▶ WHAT YOU NEED TO DO
The records that follow must be transcribed in full, without any change.

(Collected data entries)
/// Error carried out of every fallible operation.
///
/// The exit code doubles as a coarse error category:
/// - `2`: invalid input or configuration
/// - `3`: not enough data for the requested fit
/// - `4`: numerical failure (solver, non-finite output)
#[derive(Clone)]
pub struct AppError {
    exit_code: u8,
    message: String,
}

impl AppError {
    pub const USAGE: u8 = 2;
    pub const INSUFFICIENT_DATA: u8 = 3;
    pub const NUMERIC: u8 = 4;

    pub fn new(exit_code: u8, message: impl Into<String>) -> Self {
        Self {
            exit_code,
            message: message.into(),
        }
    }

    pub fn usage(message: impl Into<String>) -> Self {
        Self::new(Self::USAGE, message)
    }

    pub fn insufficient_data(message: impl Into<String>) -> Self {
        Self::new(Self::INSUFFICIENT_DATA, message)
    }

    pub fn numeric(message: impl Into<String>) -> Self {
        Self::new(Self::NUMERIC, message)
    }

    pub fn exit_code(&self) -> u8 {
        self.exit_code
    }
}

impl std::fmt::Display for AppError {
    fn fmt(&self, f: &mut std::fmt::Formatter<'_>) -> std::fmt::Result {
        write!(f, "{}", self.message)
    }
}

impl std::fmt::Debug for AppError {
    fn fmt(&self, f: &mut std::fmt::Formatter<'_>) -> std::fmt::Result {
        f.debug_struct("AppError")
            .field("exit_code", &self.exit_code)
            .field("message", &self.message)
            .finish()
    }
}

impl std::error::Error for AppError {}
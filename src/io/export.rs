//! Export demonstration tables to CSV.
//!
//! The export is meant to be easy to consume in spreadsheets or downstream scripts.

use std::fs::File;
use std::io::{BufWriter, Write};
use std::path::Path;

use crate::domain::{DemoStep, DemoTable};
use crate::error::AppError;
use crate::report::residuals;

/// Write every step's training and holdout rows to a CSV file.
pub fn write_tables_csv(path: &Path, steps: &[DemoStep]) -> Result<(), AppError> {
    let file = File::create(path)
        .map_err(|e| AppError::usage(format!("Failed to create export CSV '{}': {e}", path.display())))?;
    let mut out = BufWriter::new(file);
    write_tables(&mut out, steps)?;
    out.flush()
        .map_err(|e| AppError::usage(format!("Failed to flush export CSV: {e}")))?;
    log::info!("wrote {} step tables to {}", steps.len(), path.display());
    Ok(())
}

fn write_tables<W: Write>(out: &mut W, steps: &[DemoStep]) -> Result<(), AppError> {
    writeln!(out, "step,model,sample,x,observed,truth,predicted,residual")
        .map_err(|e| AppError::usage(format!("Failed to write export CSV header: {e}")))?;

    for (i, step) in steps.iter().enumerate() {
        for (label, table) in [("train", &step.train), ("holdout", &step.holdout)] {
            write_rows(out, i + 1, &step.fit.model.display_name, label, table)?;
        }
    }
    Ok(())
}

fn write_rows<W: Write>(
    out: &mut W,
    step: usize,
    model: &str,
    label: &str,
    table: &DemoTable,
) -> Result<(), AppError> {
    let residual = residuals(table);
    for i in 0..table.len() {
        writeln!(
            out,
            "{},{},{},{:.10},{:.10},{:.10},{:.10},{:.10}",
            step,
            model,
            label,
            table.x[i],
            table.observed[i],
            table.truth[i],
            table.predicted[i],
            residual[i],
        )
        .map_err(|e| AppError::usage(format!("Failed to write export CSV row: {e}")))?;
    }
    Ok(())
}

#[cfg(test)]
mod tests {
    use super::*;
    use crate::app::pipeline::run_fit;
    use crate::domain::{DemoConfig, ModelKind};

    #[test]
    fn csv_has_a_row_per_observation() {
        let config = DemoConfig::default();
        let out = run_fit(&config, ModelKind::Linear).unwrap();

        let mut buf = Vec::new();
        write_tables(&mut buf, &out.steps).unwrap();
        let text = String::from_utf8(buf).unwrap();

        let lines: Vec<&str> = text.lines().collect();
        assert_eq!(lines[0], "step,model,sample,x,observed,truth,predicted,residual");
        assert_eq!(lines.len(), 1 + 2 * config.sample.n_points);
        assert!(lines[1].starts_with("1,linear,train,"));
        assert!(lines.last().unwrap().starts_with("1,linear,holdout,"));
    }
}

▶ WRITTEN ANSWER
/// Error carried out of every fallible operation.
///
/// The exit code doubles as a coarse error category:
/// - `2`: invalid input or configuration
/// - `3`: not enough data for the requested fit
/// - `4`: numerical failure (solver, non-finite output)
#[derive(Clone)]
pub struct AppError {
    exit_code: u8,
    message: String,
}

impl AppError {
    pub const USAGE: u8 = 2;
    pub const INSUFFICIENT_DATA: u8 = 3;
    pub const NUMERIC: u8 = 4;

    pub fn new(exit_code: u8, message: impl Into<String>) -> Self {
        Self {
            exit_code,
            message: message.into(),
        }
    }

    pub fn usage(message: impl Into<String>) -> Self {
        Self::new(Self::USAGE, message)
    }

    pub fn insufficient_data(message: impl Into<String>) -> Self {
        Self::new(Self::INSUFFICIENT_DATA, message)
    }

    pub fn numeric(message: impl Into<String>) -> Self {
        Self::new(Self::NUMERIC, message)
    }

    pub fn exit_code(&self) -> u8 {
        self.exit_code
    }
}

impl std::fmt::Display for AppError {
    fn fmt(&self, f: &mut std::fmt::Formatter<'_>) -> std::fmt::Result {
        write!(f, "{}", self.message)
    }
}

impl std::fmt::Debug for AppError {
    fn fmt(&self, f: &mut std::fmt::Formatter<'_>) -> std::fmt::Result {
        f.debug_struct("AppError")
            .field("exit_code", &self.exit_code)
            .field("message", &self.message)
            .finish()
    }
}

impl std::error::Error for AppError {}
filename src/io/export.rs
//! Export demonstration tables to CSV.
//!
//! The export is meant to be easy to consume in spreadsheets or downstream scripts.

use std::fs::File;
use std::io::{BufWriter, Write};
use std::path::Path;

use crate::domain::{DemoStep, DemoTable};
use crate::error::AppError;
use crate::report::residuals;

/// Write every step's training and holdout rows to a CSV file.
pub fn write_tables_csv(path: &Path, steps: &[DemoStep]) -> Result<(), AppError> {
    let file = File::create(path)
        .map_err(|e| AppError::usage(format!("Failed to create export CSV '{}': {e}", path.display())))?;
    let mut out = BufWriter::new(file);
    write_tables(&mut out, steps)?;
    out.flush()
        .map_err(|e| AppError::usage(format!("Failed to flush export CSV: {e}")))?;
    log::info!("wrote {} step tables to {}", steps.len(), path.display());
    Ok(())
}

fn write_tables<W: Write>(out: &mut W, steps: &[DemoStep]) -> Result<(), AppError> {
    writeln!(out, "step,model,sample,x,observed,truth,predicted,residual")
        .map_err(|e| AppError::usage(format!("Failed to write export CSV header: {e}")))?;

    for (i, step) in steps.iter().enumerate() {
        for (label, table) in [("train", &step.train), ("holdout", &step.holdout)] {
            write_rows(out, i + 1, &step.fit.model.display_name, label, table)?;
        }
    }
    Ok(())
}

fn write_rows<W: Write>(
    out: &mut W,
    step: usize,
    model: &str,
    label: &str,
    table: &DemoTable,
) -> Result<(), AppError> {
    let residual = residuals(table);
    for i in 0..table.len() {
        writeln!(
            out,
            "{},{},{},{:.10},{:.10},{:.10},{:.10},{:.10}",
            step,
            model,
            label,
            table.x[i],
            table.observed[i],
            table.truth[i],
            table.predicted[i],
            residual[i],
        )
        .map_err(|e| AppError::usage(format!("Failed to write export CSV row: {e}")))?;
    }
    Ok(())
}

#[cfg(test)]
mod tests {
    use super::*;
    use crate::app::pipeline::run_fit;
    use crate::domain::{DemoConfig, ModelKind};

    #[test]
    fn csv_has_a_row_per_observation() {
        let config = DemoConfig::default();
        let out = run_fit(&config, ModelKind::Linear).unwrap();

        let mut buf = Vec::new();
        write_tables(&mut buf, &out.steps).unwrap();
        let text = String::from_utf8(buf).unwrap();

        let lines: Vec<&str> = text.lines().collect();
        assert_eq!(lines[0], "step,model,sample,x,observed,truth,predicted,residual");
        assert_eq!(lines.len(), 1 + 2 * config.sample.n_points);
        assert!(lines[1].starts_with("1,linear,train,"));
        assert!(lines.last().unwrap().starts_with("1,linear,holdout,"));
    }
}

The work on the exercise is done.